▸ **ASSIGNMENT**: What is needed is an exact copy of the line with "assert!(state.history().is_empty());" and all lines that follow it in the entries below, the last line included.

++++++++

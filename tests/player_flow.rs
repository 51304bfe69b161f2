//! End-to-end flows: load orchestration against a local HTTP stub,
//! playback dispatch, and state persistence across reloads.

use std::sync::Arc;

use async_trait::async_trait;
use tokio::io::{AsyncReadExt, AsyncWriteExt};
use tokio::net::TcpListener;

use m3u_player::config::HttpConfig;
use m3u_player::errors::AppResult;
use m3u_player::player::{Playback, PlaybackSurface};
use m3u_player::services::{LoadOutcome, Loader, Notice};
use m3u_player::sources::DefaultPlaylistsSource;
use m3u_player::state::PlayerState;
use m3u_player::storage::JsonFileStore;
use m3u_player::streaming::MediaType;

/// One-shot-per-connection HTTP stub: path -> (status, body).
async fn spawn_server(routes: Vec<(&'static str, u16, &'static str)>) -> String {
    let listener = TcpListener::bind("127.0.0.1:0").await.unwrap();
    let addr = listener.local_addr().unwrap();
    tokio::spawn(async move {
        loop {
            let Ok((mut socket, _)) = listener.accept().await else {
                break;
            };
            let routes = routes.clone();
            tokio::spawn(async move {
                let mut buf = vec![0u8; 4096];
                let n = socket.read(&mut buf).await.unwrap_or(0);
                let request = String::from_utf8_lossy(&buf[..n]).to_string();
                let path = request.split_whitespace().nth(1).unwrap_or("/").to_string();
                let (status, body) = routes
                    .iter()
                    .find(|(p, _, _)| *p == path)
                    .map(|(_, s, b)| (*s, *b))
                    .unwrap_or((404, ""));
                let reason = if status == 200 { "OK" } else { "Error" };
                let response = format!(
                    "HTTP/1.1 {status} {reason}\r\nContent-Length: {}\r\nConnection: close\r\n\r\n{body}",
                    body.len()
                );
                let _ = socket.write_all(response.as_bytes()).await;
                let _ = socket.shutdown().await;
            });
        }
    });
    format!("http://{addr}")
}

/// Playback surface that records every dispatch instead of playing anything.
#[derive(Clone, Default)]
struct RecordingSurface {
    calls: Arc<tokio::sync::Mutex<Vec<(String, String)>>>,
}

impl RecordingSurface {
    async fn record(&self, kind: &str, target: &str) {
        self.calls
            .lock()
            .await
            .push((kind.to_string(), target.to_string()));
    }

    async fn calls(&self) -> Vec<(String, String)> {
        self.calls.lock().await.clone()
    }
}

#[async_trait]
impl PlaybackSurface for RecordingSurface {
    async fn play_video(&self, url: &str) -> AppResult<()> {
        self.record("video", url).await;
        Ok(())
    }
    async fn play_audio(&self, url: &str) -> AppResult<()> {
        self.record("audio", url).await;
        Ok(())
    }
    async fn play_hls(&self, url: &str) -> AppResult<()> {
        self.record("hls", url).await;
        Ok(())
    }
    async fn play_dash(&self, url: &str) -> AppResult<()> {
        self.record("dash", url).await;
        Ok(())
    }
    async fn play_embedded(&self, video_id: &str) -> AppResult<()> {
        self.record("embedded", video_id).await;
        Ok(())
    }
}

fn fixture(dir: &tempfile::TempDir) -> (Loader, PlayerState, RecordingSurface, Playback) {
    let loader = Loader::new(&HttpConfig::default());
    let state = PlayerState::load(JsonFileStore::open(dir.path()).unwrap());
    let surface = RecordingSurface::default();
    let playback = Playback::available(Box::new(surface.clone()));
    (loader, state, surface, playback)
}

const PLAYLIST_BODY: &str = "#EXTM3U\n\
#EXTINF:-1 tvg-logo=\"http://x/l.png\" group-title=\"News\",BBC\n\
http://x/bbc.m3u8\n\
#EXTINF:-1 group-title=\"Sports\",ESPN\n\
http://x/espn.m3u8\n";

#[tokio::test]
async fn playlist_url_is_fetched_parsed_and_installed() {
    let base = spawn_server(vec![("/list.m3u", 200, PLAYLIST_BODY)]).await;
    let dir = tempfile::tempdir().unwrap();
    let (loader, mut state, surface, playback) = fixture(&dir);

    let url = format!("{base}/list.m3u");
    let report = loader.load_url(&url, &mut state, &playback).await.unwrap();

    assert_eq!(
        report.outcome,
        LoadOutcome::PlaylistInstalled {
            channels: 2,
            groups: 2
        }
    );
    assert!(report.notices.is_empty());
    assert_eq!(state.channels()[0].name, "BBC");
    assert_eq!(state.categories(), &["ALL", "News", "Sports"]);
    // Nothing was dispatched to playback
    assert!(surface.calls().await.is_empty());

    // Load side effects persisted: a fresh state sees them
    assert_eq!(state.last_url(), Some(url.as_str()));
    let reloaded = PlayerState::load(JsonFileStore::open(dir.path()).unwrap());
    assert_eq!(reloaded.history(), &[url.clone()]);
    assert_eq!(reloaded.last_url(), Some(url.as_str()));
}

#[tokio::test]
async fn content_sniffing_overrides_classification() {
    // Classified m3u by suffix, but the body is not a playlist
    let base = spawn_server(vec![("/stream.m3u8", 200, "binary-ish segment data")]).await;
    let dir = tempfile::tempdir().unwrap();
    let (loader, mut state, surface, playback) = fixture(&dir);

    let url = format!("{base}/stream.m3u8");
    let report = loader.load_url(&url, &mut state, &playback).await.unwrap();

    assert_eq!(report.outcome, LoadOutcome::Dispatched(MediaType::Hls));
    assert!(report.notices.is_empty());
    assert_eq!(surface.calls().await, vec![("hls".to_string(), url)]);
    assert!(state.channels().is_empty());
}

#[tokio::test]
async fn fetch_failure_notifies_and_falls_back_to_hls() {
    let base = spawn_server(vec![]).await; // every path 404s
    let dir = tempfile::tempdir().unwrap();
    let (loader, mut state, surface, playback) = fixture(&dir);

    let url = format!("{base}/missing.m3u");
    let report = loader.load_url(&url, &mut state, &playback).await.unwrap();

    assert_eq!(report.outcome, LoadOutcome::Dispatched(MediaType::Hls));
    assert!(matches!(report.notices.as_slice(), [Notice::Transient(_)]));
    // Fallback still hands the original URL to the HLS path
    assert_eq!(surface.calls().await, vec![("hls".to_string(), url.clone())]);
    // The attempt is still in history
    assert_eq!(state.history(), &[url]);
}

#[tokio::test]
async fn unknown_type_is_rejected_with_blocking_notice() {
    let dir = tempfile::tempdir().unwrap();
    let (loader, mut state, surface, playback) = fixture(&dir);

    let report = loader
        .load_url("http://host/stream", &mut state, &playback)
        .await
        .unwrap();

    assert_eq!(report.outcome, LoadOutcome::Rejected);
    assert!(matches!(report.notices.as_slice(), [Notice::Blocking(_)]));
    assert!(surface.calls().await.is_empty());
}

#[tokio::test]
async fn direct_types_dispatch_without_network() {
    let dir = tempfile::tempdir().unwrap();
    let (loader, mut state, surface, playback) = fixture(&dir);

    for (url, expected) in [
        ("http://host/movie.mp4", ("video", "http://host/movie.mp4")),
        ("http://host/song.mp3", ("audio", "http://host/song.mp3")),
        ("http://host/live.mpd", ("dash", "http://host/live.mpd")),
        ("https://www.youtube.com/watch?v=abc123", ("embedded", "abc123")),
    ] {
        let report = loader.load_url(url, &mut state, &playback).await.unwrap();
        assert_eq!(
            report.outcome,
            LoadOutcome::Dispatched(MediaType::classify(url))
        );
        let (kind, target) = expected;
        assert_eq!(
            surface.calls().await.last().unwrap(),
            &(kind.to_string(), target.to_string())
        );
    }
}

#[tokio::test]
async fn play_entry_routes_without_touching_history() {
    let dir = tempfile::tempdir().unwrap();
    let (loader, state, surface, playback) = fixture(&dir);

    let media_type = loader
        .play_entry("http://host/live/stream.m3u8?t=1", &playback)
        .await
        .unwrap();

    assert_eq!(media_type, MediaType::Hls);
    assert_eq!(surface.calls().await.len(), 1);
    assert!(state.history().is_empty());
}

#[tokio::test]
async fn unavailable_playback_records_direct_assignment() {
    let base = spawn_server(vec![]).await;
    let dir = tempfile::tempdir().unwrap();
    let loader = Loader::new(&HttpConfig::default());
    let mut state = PlayerState::load(JsonFileStore::open(dir.path()).unwrap());
    let playback = Playback::unavailable();

    let url = format!("{base}/missing.m3u8");
    loader.load_url(&url, &mut state, &playback).await.unwrap();

    assert_eq!(playback.assigned_source().await, Some(url));
}

#[tokio::test]
async fn default_playlists_descriptor_is_fetched_and_filtered() {
    let base = spawn_server(vec![(
        "/playlists.json",
        200,
        r#"{ "playlists": [
            { "name": "France", "url": "http://x/fr.m3u" },
            { "name": "broken" },
            { "url": "http://x/misc.m3u" }
        ] }"#,
    )])
    .await;

    let loader = Loader::new(&HttpConfig::default());
    let mut source =
        DefaultPlaylistsSource::new(loader.client(), format!("{base}/playlists.json"));

    let entries = source.ensure_loaded(false).await;
    assert_eq!(entries.len(), 2);
    assert_eq!(entries[0].name, "France");
    assert_eq!(entries[1].name, "http://x/misc.m3u");

    // Cached on second call, refetched on force
    let entries = source.ensure_loaded(false).await;
    assert_eq!(entries.len(), 2);
    let entries = source.ensure_loaded(true).await;
    assert_eq!(entries.len(), 2);
}

#[tokio::test]
async fn default_playlists_failure_degrades_to_empty() {
    let base = spawn_server(vec![]).await;
    let loader = Loader::new(&HttpConfig::default());
    let mut source =
        DefaultPlaylistsSource::new(loader.client(), format!("{base}/playlists.json"));

    assert!(source.ensure_loaded(false).await.is_empty());
}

++++++++

▸ **RESPONSE TO THIS EXERCISE**:
    assert!(state.history().is_empty());
}

#[tokio::test]
async fn unavailable_playback_records_direct_assignment() {
    let base = spawn_server(vec![]).await;
    let dir = tempfile::tempdir().unwrap();
    let loader = Loader::new(&HttpConfig::default());
    let mut state = PlayerState::load(JsonFileStore::open(dir.path()).unwrap());
    let playback = Playback::unavailable();

    let url = format!("{base}/missing.m3u8");
    loader.load_url(&url, &mut state, &playback).await.unwrap();

    assert_eq!(playback.assigned_source().await, Some(url));
}

#[tokio::test]
async fn default_playlists_descriptor_is_fetched_and_filtered() {
    let base = spawn_server(vec![(
        "/playlists.json",
        200,
        r#"{ "playlists": [
            { "name": "France", "url": "http://x/fr.m3u" },
            { "name": "broken" },
            { "url": "http://x/misc.m3u" }
        ] }"#,
    )])
    .await;

    let loader = Loader::new(&HttpConfig::default());
    let mut source =
        DefaultPlaylistsSource::new(loader.client(), format!("{base}/playlists.json"));

    let entries = source.ensure_loaded(false).await;
    assert_eq!(entries.len(), 2);
    assert_eq!(entries[0].name, "France");
    assert_eq!(entries[1].name, "http://x/misc.m3u");

    // Cached on second call, refetched on force
    let entries = source.ensure_loaded(false).await;
    assert_eq!(entries.len(), 2);
    let entries = source.ensure_loaded(true).await;
    assert_eq!(entries.len(), 2);
}

#[tokio::test]
async fn default_playlists_failure_degrades_to_empty() {
    let base = spawn_server(vec![]).await;
    let loader = Loader::new(&HttpConfig::default());
    let mut source =
        DefaultPlaylistsSource::new(loader.client(), format!("{base}/playlists.json"));

    assert!(source.ensure_loaded(false).await.is_empty());
}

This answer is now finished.